### EXCERPTED DATA

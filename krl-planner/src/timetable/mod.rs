//! Timetable storage.
//!
//! The store is built once from validated trains and never changes. Its
//! station index answers "which trains call at X?" in constant time, which
//! is the only question the search asks of it.

mod loader;

use std::collections::{BTreeSet, HashMap};
use std::sync::Arc;

use crate::domain::{Region, StationName, Train};

pub use loader::{LoadError, load_path, load_reader};

/// Error building a timetable from trains.
#[derive(Debug, Clone, thiserror::Error)]
pub enum TimetableError {
    /// Two trains share an id
    #[error("duplicate train id: {0}")]
    DuplicateTrainId(String),
}

/// Read-only collection of trains with a station index.
#[derive(Debug, Default)]
pub struct TimetableStore {
    trains: Vec<Arc<Train>>,
    by_id: HashMap<String, Arc<Train>>,
    by_station: HashMap<StationName, Vec<Arc<Train>>>,
}

impl TimetableStore {
    /// Build the store and its station index.
    ///
    /// Trains keep their input order within each station's list, so
    /// searches over the same store are deterministic.
    ///
    /// # Errors
    ///
    /// Returns `Err` if two trains share an id.
    pub fn from_trains(trains: Vec<Train>) -> Result<Self, TimetableError> {
        let mut store = Self::default();

        for train in trains {
            let train = Arc::new(train);
            if store.by_id.contains_key(train.id()) {
                return Err(TimetableError::DuplicateTrainId(train.id().to_string()));
            }
            store.by_id.insert(train.id().to_string(), train.clone());

            for station in train.stations() {
                store
                    .by_station
                    .entry(station.clone())
                    .or_default()
                    .push(train.clone());
            }
            store.trains.push(train);
        }

        Ok(store)
    }

    /// Trains calling at a station. Unknown stations have none.
    pub fn trains_at(&self, station: &StationName) -> &[Arc<Train>] {
        self.by_station
            .get(station)
            .map(Vec::as_slice)
            .unwrap_or(&[])
    }

    /// Looks up a train by id.
    pub fn train(&self, id: &str) -> Option<&Arc<Train>> {
        self.by_id.get(id)
    }

    /// All trains in load order.
    pub fn trains(&self) -> &[Arc<Train>] {
        &self.trains
    }

    pub fn len(&self) -> usize {
        self.trains.len()
    }

    pub fn is_empty(&self) -> bool {
        self.trains.is_empty()
    }

    /// Every station served, sorted by normalized name.
    pub fn all_stations(&self) -> Vec<&StationName> {
        self.by_station
            .keys()
            .collect::<BTreeSet<_>>()
            .into_iter()
            .collect()
    }

    /// Stations served by trains of one region, sorted by normalized name.
    pub fn stations_in(&self, region: Region) -> Vec<&StationName> {
        self.trains
            .iter()
            .filter(|t| t.region() == region)
            .flat_map(|t| t.stations())
            .collect::<BTreeSet<_>>()
            .into_iter()
            .collect()
    }

    /// Resolve free-form user input to a known station.
    pub fn find_station(&self, name: &str) -> Option<&StationName> {
        let wanted = StationName::parse(name).ok()?;
        self.by_station
            .get_key_value(&wanted)
            .map(|(station, _)| station)
    }
}
//! Domain error types.
//!
//! These errors represent validation failures in the domain layer. They are
//! distinct from loader and search errors.

use super::StationName;

/// Domain-level errors for validation and data consistency.
#[derive(Debug, Clone, thiserror::Error)]
pub enum DomainError {
    /// A train must call at at least one station
    #[error("train route has no stops")]
    EmptyRoute,

    /// A train calls at the same station twice
    #[error("station {0} appears more than once in the route")]
    DuplicateStop(StationName),

    /// Stop times go backwards along the route
    #[error("schedule goes backwards at {station}")]
    NonMonotonicSchedule { station: StationName },

    /// Stop index is out of bounds for the train
    #[error("invalid stop index: out of bounds")]
    InvalidStopIndex,

    /// Invalid leg construction (e.g., alight before board)
    #[error("invalid leg: {0}")]
    InvalidLeg(&'static str),

    /// Missing required time data for an operation
    #[error("missing required time data: {0}")]
    MissingTime(String),

    /// Consecutive legs don't share a station
    #[error("leg ending at {0} does not connect to leg starting at {1}")]
    LegsNotConnected(StationName, StationName),

    /// A leg departs before the previous one arrives
    #[error("connection at {station} departs before arrival")]
    ConnectionTooTight { station: StationName },

    /// Itinerary has no legs
    #[error("itinerary must have at least one leg")]
    EmptyItinerary,
}
//! Passenger occupancy estimation.
//!
//! Several estimators are available, all behind [`EstimatorStrategy`]. A
//! deployment picks one with [`EstimatorKind`]; whichever is chosen, the
//! output is a per-station percentage clamped to
//! [`MIN_OCCUPANCY`]..=[`MAX_OCCUPANCY`].

mod confidence;
mod drift;
mod matrix;
mod parabolic;
mod period;
mod profile;
mod regional;

use std::fmt;
use std::str::FromStr;
use std::sync::Arc;

use crate::domain::{RailTime, StationName, Train, UnknownVariant};

pub use confidence::confidence;
pub use drift::{DriftEstimator, DriftParams};
pub use matrix::OccupancyMatrix;
pub use parabolic::{ParabolicEstimator, ParabolicParams};
pub use period::{TimeBand, TimePeriod};
pub use profile::{CheckpointTable, ProfileEstimator};
pub use regional::Corridor;

/// Lowest occupancy ever reported, in percent.
pub const MIN_OCCUPANCY: u8 = 5;

/// Highest occupancy ever reported, in percent.
pub const MAX_OCCUPANCY: u8 = 98;

/// Clamp a raw estimate into the reportable range.
///
/// Fractions are truncated. NaN is treated as the minimum.
pub fn clamp(raw: f64) -> u8 {
    if raw.is_nan() {
        return MIN_OCCUPANCY;
    }
    raw.clamp(f64::from(MIN_OCCUPANCY), f64::from(MAX_OCCUPANCY)) as u8
}

/// An occupancy estimator.
///
/// Implementors only produce raw per-stop values; clamping and packaging
/// happen in [`EstimatorStrategy::predict`] so every strategy honours the
/// same range.
pub trait EstimatorStrategy: Send + Sync {
    /// Short name used in logs and responses.
    fn name(&self) -> &'static str;

    /// Raw estimates, one per stop in route order.
    fn estimate(&self, train: &Train, at: RailTime) -> Vec<f64>;

    /// Per-station occupancy for a train at a reference time.
    fn predict(&self, train: &Train, at: RailTime) -> OccupancyMap {
        let raw = self.estimate(train, at);
        let entries = train
            .stations()
            .iter()
            .zip(&raw)
            .map(|(station, value)| (station.clone(), clamp(*value)))
            .collect();

        OccupancyMap {
            entries,
            confidence: confidence(&raw),
        }
    }
}

/// Predicted occupancy per station, in route order.
#[derive(Debug, Clone, PartialEq)]
pub struct OccupancyMap {
    entries: Vec<(StationName, u8)>,
    confidence: f64,
}

impl OccupancyMap {
    /// Occupancy at a station, if the train calls there.
    pub fn get(&self, station: &StationName) -> Option<u8> {
        self.entries
            .iter()
            .find(|(s, _)| s == station)
            .map(|(_, value)| *value)
    }

    pub fn iter(&self) -> impl Iterator<Item = (&StationName, u8)> {
        self.entries.iter().map(|(s, v)| (s, *v))
    }

    pub fn len(&self) -> usize {
        self.entries.len()
    }

    pub fn is_empty(&self) -> bool {
        self.entries.is_empty()
    }

    /// Heuristic trust in the estimate, from 0.0 to 1.0.
    pub fn confidence(&self) -> f64 {
        self.confidence
    }
}

/// Which estimator a deployment uses.
#[derive(Debug, Clone, Copy, PartialEq, Eq, Default)]
pub enum EstimatorKind {
    #[default]
    Matrix,
    Profile,
    Parabolic,
    Drift,
}

impl EstimatorKind {
    pub fn as_str(&self) -> &'static str {
        match self {
            EstimatorKind::Matrix => "matrix",
            EstimatorKind::Profile => "profile",
            EstimatorKind::Parabolic => "parabolic",
            EstimatorKind::Drift => "drift",
        }
    }
}

impl fmt::Display for EstimatorKind {
    fn fmt(&self, f: &mut fmt::Formatter<'_>) -> fmt::Result {
        f.write_str(self.as_str())
    }
}

impl FromStr for EstimatorKind {
    type Err = UnknownVariant;

    fn from_str(s: &str) -> Result<Self, Self::Err> {
        match s.trim().to_lowercase().as_str() {
            "matrix" => Ok(EstimatorKind::Matrix),
            "profile" => Ok(EstimatorKind::Profile),
            "parabolic" => Ok(EstimatorKind::Parabolic),
            "drift" => Ok(EstimatorKind::Drift),
            _ => Err(UnknownVariant::new("estimator", s)),
        }
    }
}

/// The occupancy model a deployment runs with.
///
/// Cheap to clone; the strategy is shared.
#[derive(Clone)]
pub struct OccupancyModel {
    strategy: Arc<dyn EstimatorStrategy>,
}

impl OccupancyModel {
    /// Build the model for a strategy kind with the network's default
    /// parameters.
    pub fn from_kind(kind: EstimatorKind) -> Self {
        let strategy: Arc<dyn EstimatorStrategy> = match kind {
            EstimatorKind::Matrix => Arc::new(OccupancyMatrix::jabodetabek()),
            EstimatorKind::Profile => Arc::new(ProfileEstimator::jabodetabek()),
            EstimatorKind::Parabolic => Arc::new(ParabolicEstimator::default()),
            EstimatorKind::Drift => Arc::new(DriftEstimator::default()),
        };
        Self { strategy }
    }

    /// Wrap a custom strategy.
    pub fn with_strategy(strategy: impl EstimatorStrategy + 'static) -> Self {
        Self {
            strategy: Arc::new(strategy),
        }
    }

    pub fn name(&self) -> &'static str {
        self.strategy.name()
    }

    /// Per-station occupancy for a train at a reference time.
    pub fn predict(&self, train: &Train, at: RailTime) -> OccupancyMap {
        self.strategy.predict(train, at)
    }
}

impl Default for OccupancyModel {
    fn default() -> Self {
        Self::from_kind(EstimatorKind::default())
    }
}

impl fmt::Debug for OccupancyModel {
    fn fmt(&self, f: &mut fmt::Formatter<'_>) -> fmt::Result {
        write!(f, "OccupancyModel({})", self.strategy.name())
    }
}

/// Linear interpolation between two values by fraction `t` in `[0, 1]`.
fn lerp(from: f64, to: f64, t: f64) -> f64 {
    from + (to - from) * t
}

/// Triangular profile: `edge` at both ends of the route, `apex` at the
/// middle stop.
fn triangular(stops: usize, edge: f64, apex: f64) -> Vec<f64> {
    if stops <= 1 {
        return vec![apex; stops];
    }
    let last = stops - 1;
    let mid = last / 2;
    (0..stops)
        .map(|i| {
            if mid == 0 {
                // Two stops: rise to the apex at the first, fall at the last
                if i == 0 { apex } else { edge }
            } else if i <= mid {
                lerp(edge, apex, i as f64 / mid as f64)
            } else {
                lerp(apex, edge, (i - mid) as f64 / (last - mid) as f64)
            }
        })
        .collect()
}


#[cfg(test)]
mod tests {
    use super::test_support::*;
    use super::*;
    use proptest::prelude::*;

    #[test]
    fn clamp_bounds() {
        assert_eq!(clamp(-20.0), MIN_OCCUPANCY);
        assert_eq!(clamp(0.0), MIN_OCCUPANCY);
        assert_eq!(clamp(42.9), 42);
        assert_eq!(clamp(175.0), MAX_OCCUPANCY);
        assert_eq!(clamp(f64::NAN), MIN_OCCUPANCY);
        assert_eq!(clamp(f64::INFINITY), MAX_OCCUPANCY);
    }

    #[test]
    fn kind_parse() {
        assert_eq!("Profile".parse::<EstimatorKind>().unwrap(), EstimatorKind::Profile);
        assert_eq!(" drift ".parse::<EstimatorKind>().unwrap(), EstimatorKind::Drift);
        assert!("neural".parse::<EstimatorKind>().is_err());
        assert_eq!(EstimatorKind::default(), EstimatorKind::Matrix);
    }

    #[test]
    fn model_reports_strategy_name() {
        for kind in [
            EstimatorKind::Matrix,
            EstimatorKind::Profile,
            EstimatorKind::Parabolic,
            EstimatorKind::Drift,
        ] {
            assert_eq!(OccupancyModel::from_kind(kind).name(), kind.as_str());
        }
    }

    #[test]
    fn map_lookup_by_station() {
        let model = OccupancyModel::default();
        let map = model.predict(&bogor_to_kota(), weekday("07:00"));
        assert_eq!(map.len(), 13);
        let manggarai = StationName::parse("MANGGARAI").unwrap();
        assert!(map.get(&manggarai).is_some());
        assert!(map.get(&StationName::parse("Serpong").unwrap()).is_none());
    }

    #[test]
    fn triangular_shape() {
        let values = triangular(5, 5.0, 65.0);
        assert_eq!(values, vec![5.0, 35.0, 65.0, 35.0, 5.0]);
        assert_eq!(triangular(1, 5.0, 65.0), vec![65.0]);
        assert_eq!(triangular(2, 5.0, 65.0), vec![65.0, 5.0]);
        assert!(triangular(0, 5.0, 65.0).is_empty());
    }

    fn route_strategy() -> impl Strategy<Value = Vec<(String, u32)>> {
        // Distinct station names with increasing times
        prop::collection::vec(1u32..15, 1..20).prop_map(|gaps| {
            let stations = [
                "Bogor", "Cilebut", "Bojong Gede", "Citayam", "Depok", "Pondok Cina",
                "Universitas Indonesia", "Lenteng Agung", "Pasar Minggu", "Kalibata",
                "Tebet", "Manggarai", "Cikini", "Gondangdia", "Juanda", "Sawah Besar",
                "Mangga Besar", "Jayakarta", "Jakarta Kota",
            ];
            let mut t = 5 * 60;
            gaps.iter()
                .zip(stations.iter())
                .map(|(gap, name)| {
                    t += gap;
                    (name.to_string(), t)
                })
                .collect()
        })
    }

    fn train_from(route: &[(String, u32)], reversed: bool) -> Train {
        let mut stops: Vec<(StationName, Option<crate::domain::ServiceTime>)> = route
            .iter()
            .map(|(name, t)| {
                (
                    StationName::parse(name).unwrap(),
                    Some(crate::domain::ServiceTime::from_minutes(*t)),
                )
            })
            .collect();
        if reversed {
            let times: Vec<_> = stops.iter().map(|(_, t)| *t).collect();
            stops.reverse();
            for (stop, t) in stops.iter_mut().zip(times) {
                stop.1 = t;
            }
        }
        Train::new("P", "Prop", stops).unwrap()
    }

    proptest! {
        #[test]
        fn every_strategy_stays_in_range(
            route in route_strategy(),
            reversed in any::<bool>(),
            minute in 0u32..(7 * 24 * 60),
        ) {
            let train = train_from(&route, reversed);
            let base = chrono::NaiveDate::from_ymd_opt(2024, 3, 11).unwrap();
            let at = crate::domain::ServiceTime::from_minutes(minute).on(base).unwrap();

            for kind in [
                EstimatorKind::Matrix,
                EstimatorKind::Profile,
                EstimatorKind::Parabolic,
                EstimatorKind::Drift,
            ] {
                let map = OccupancyModel::from_kind(kind).predict(&train, at);
                prop_assert_eq!(map.len(), train.len());
                for (_, value) in map.iter() {
                    prop_assert!(
                        (MIN_OCCUPANCY..=MAX_OCCUPANCY).contains(&value),
                        "{} produced {}", kind, value
                    );
                }
                prop_assert!((0.0..=1.0).contains(&map.confidence()));
            }
        }

        #[test]
        fn prediction_is_deterministic(route in route_strategy(), minute in 0u32..1440) {
            let train = train_from(&route, false);
            let at = crate::domain::ServiceTime::from_minutes(minute)
                .on(chrono::NaiveDate::from_ymd_opt(2024, 3, 13).unwrap())
                .unwrap();
            for kind in [EstimatorKind::Profile, EstimatorKind::Drift] {
                let model = OccupancyModel::from_kind(kind);
                prop_assert_eq!(model.predict(&train, at), model.predict(&train, at));
            }
        }
    }
}
//! Train leg type.
//!
//! A `Leg` is one continuous ride on a single train. It holds an
//! `Arc<Train>` so cloning during search is cheap.

use std::sync::Arc;

use chrono::{Duration, NaiveDate};

use super::{DomainError, RailTime, StationName, StopIndex, Train};

/// A leg of an itinerary (one train).
///
/// Times are resolved at construction so `departure_time()` and
/// `arrival_time()` never fail.
///
/// # Invariants
///
/// - `alight > board` (must travel forward on the train)
/// - Both indices are valid for the train
/// - Both stops have a scheduled time
#[derive(Debug, Clone)]
pub struct Leg {
    train: Arc<Train>,
    board: StopIndex,
    alight: StopIndex,
    departure: RailTime,
    arrival: RailTime,
    occupancy: Option<u8>,
}

impl Leg {
    /// Construct a leg on the train's run that starts on `service_date`.
    ///
    /// # Errors
    ///
    /// Returns `Err` if:
    /// - `alight <= board`
    /// - Either index is out of bounds
    /// - Either stop has no scheduled time
    ///
    /// # Examples
    ///
    /// ```
    /// use std::sync::Arc;
    /// use chrono::NaiveDate;
    /// use krl_planner::domain::{Leg, ServiceTime, StationName, StopIndex, Train};
    ///
    /// let stop = |name: &str, time: &str| {
    ///     (StationName::parse(name).unwrap(), ServiceTime::parse_hhmm(time).ok())
    /// };
    /// let train = Arc::new(
    ///     Train::new("T1", "Bogor Line", vec![stop("Bogor", "08:00"), stop("Manggarai", "08:50")])
    ///         .unwrap(),
    /// );
    /// let date = NaiveDate::from_ymd_opt(2024, 3, 15).unwrap();
    ///
    /// let leg = Leg::new(train, StopIndex(0), StopIndex(1), date).unwrap();
    /// assert_eq!(leg.departure_time().to_string(), "08:00");
    /// assert_eq!(leg.arrival_time().to_string(), "08:50");
    /// assert_eq!(leg.duration().num_minutes(), 50);
    /// ```
    pub fn new(
        train: Arc<Train>,
        board: StopIndex,
        alight: StopIndex,
        service_date: NaiveDate,
    ) -> Result<Self, DomainError> {
        if alight.0 <= board.0 {
            return Err(DomainError::InvalidLeg("alight index must be after board index"));
        }
        if alight.0 >= train.len() {
            return Err(DomainError::InvalidStopIndex);
        }

        let departure = train
            .time_at(board)
            .and_then(|t| t.on(service_date))
            .ok_or_else(|| DomainError::MissingTime("boarding departure".into()))?;
        let arrival = train
            .time_at(alight)
            .and_then(|t| t.on(service_date))
            .ok_or_else(|| DomainError::MissingTime("alighting arrival".into()))?;

        Ok(Leg {
            train,
            board,
            alight,
            departure,
            arrival,
            occupancy: None,
        })
    }

    /// Attach the predicted occupancy at the boarding station.
    pub fn with_occupancy(mut self, percent: Option<u8>) -> Self {
        self.occupancy = percent;
        self
    }

    /// Returns the train this leg is on.
    pub fn train(&self) -> &Arc<Train> {
        &self.train
    }

    pub fn train_id(&self) -> &str {
        self.train.id()
    }

    /// Returns the boarding station.
    pub fn origin(&self) -> &StationName {
        // Safe: validated at construction
        &self.train.stations()[self.board.0]
    }

    /// Returns the alighting station.
    pub fn destination(&self) -> &StationName {
        &self.train.stations()[self.alight.0]
    }

    pub fn departure_time(&self) -> RailTime {
        self.departure
    }

    pub fn arrival_time(&self) -> RailTime {
        self.arrival
    }

    /// Predicted occupancy percentage at the boarding station.
    pub fn occupancy(&self) -> Option<u8> {
        self.occupancy
    }

    /// Time spent on the train.
    pub fn duration(&self) -> Duration {
        self.arrival.signed_duration_since(self.departure)
    }

    /// Number of stops passed, counting the alighting stop.
    pub fn stop_count(&self) -> usize {
        self.alight.0 - self.board.0
    }
}
//! Itinerary ranking for search results.

use chrono::Duration;

use crate::domain::Itinerary;

/// Rank itineraries by preference.
///
/// Itineraries are ranked by:
/// 1. Number of distinct trains used, minus one (fewer is better)
/// 2. Total duration from the requested time (shorter is better)
///
/// The sort is stable, so ties keep the order in which the search found
/// them. Returns itineraries sorted best-first.
pub fn rank_itineraries(mut itineraries: Vec<Itinerary>) -> Vec<Itinerary> {
    itineraries.sort_by(|a, b| {
        let changes_cmp = changes(a).cmp(&changes(b));
        if changes_cmp != std::cmp::Ordering::Equal {
            return changes_cmp;
        }

        a.total_duration().cmp(&b.total_duration())
    });

    itineraries
}

fn changes(itinerary: &Itinerary) -> usize {
    itinerary.distinct_trains().saturating_sub(1)
}

/// Drop itineraries that take longer than the fastest by more than
/// `tolerance`. Order is preserved.
pub fn within_tolerance(itineraries: Vec<Itinerary>, tolerance: Duration) -> Vec<Itinerary> {
    let Some(fastest) = itineraries.iter().map(Itinerary::total_duration).min() else {
        return itineraries;
    };

    itineraries
        .into_iter()
        .filter(|it| it.total_duration() - fastest <= tolerance)
        .collect()
}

######

**DIRECTIONS**
Extract all lines of the records above that include "only".

**YOUR SOLUTION**
//! is the only question the search asks of it.
/// Read-only collection of trains with a station index.
/// Implementors only produce raw per-stop values; clamping and packaging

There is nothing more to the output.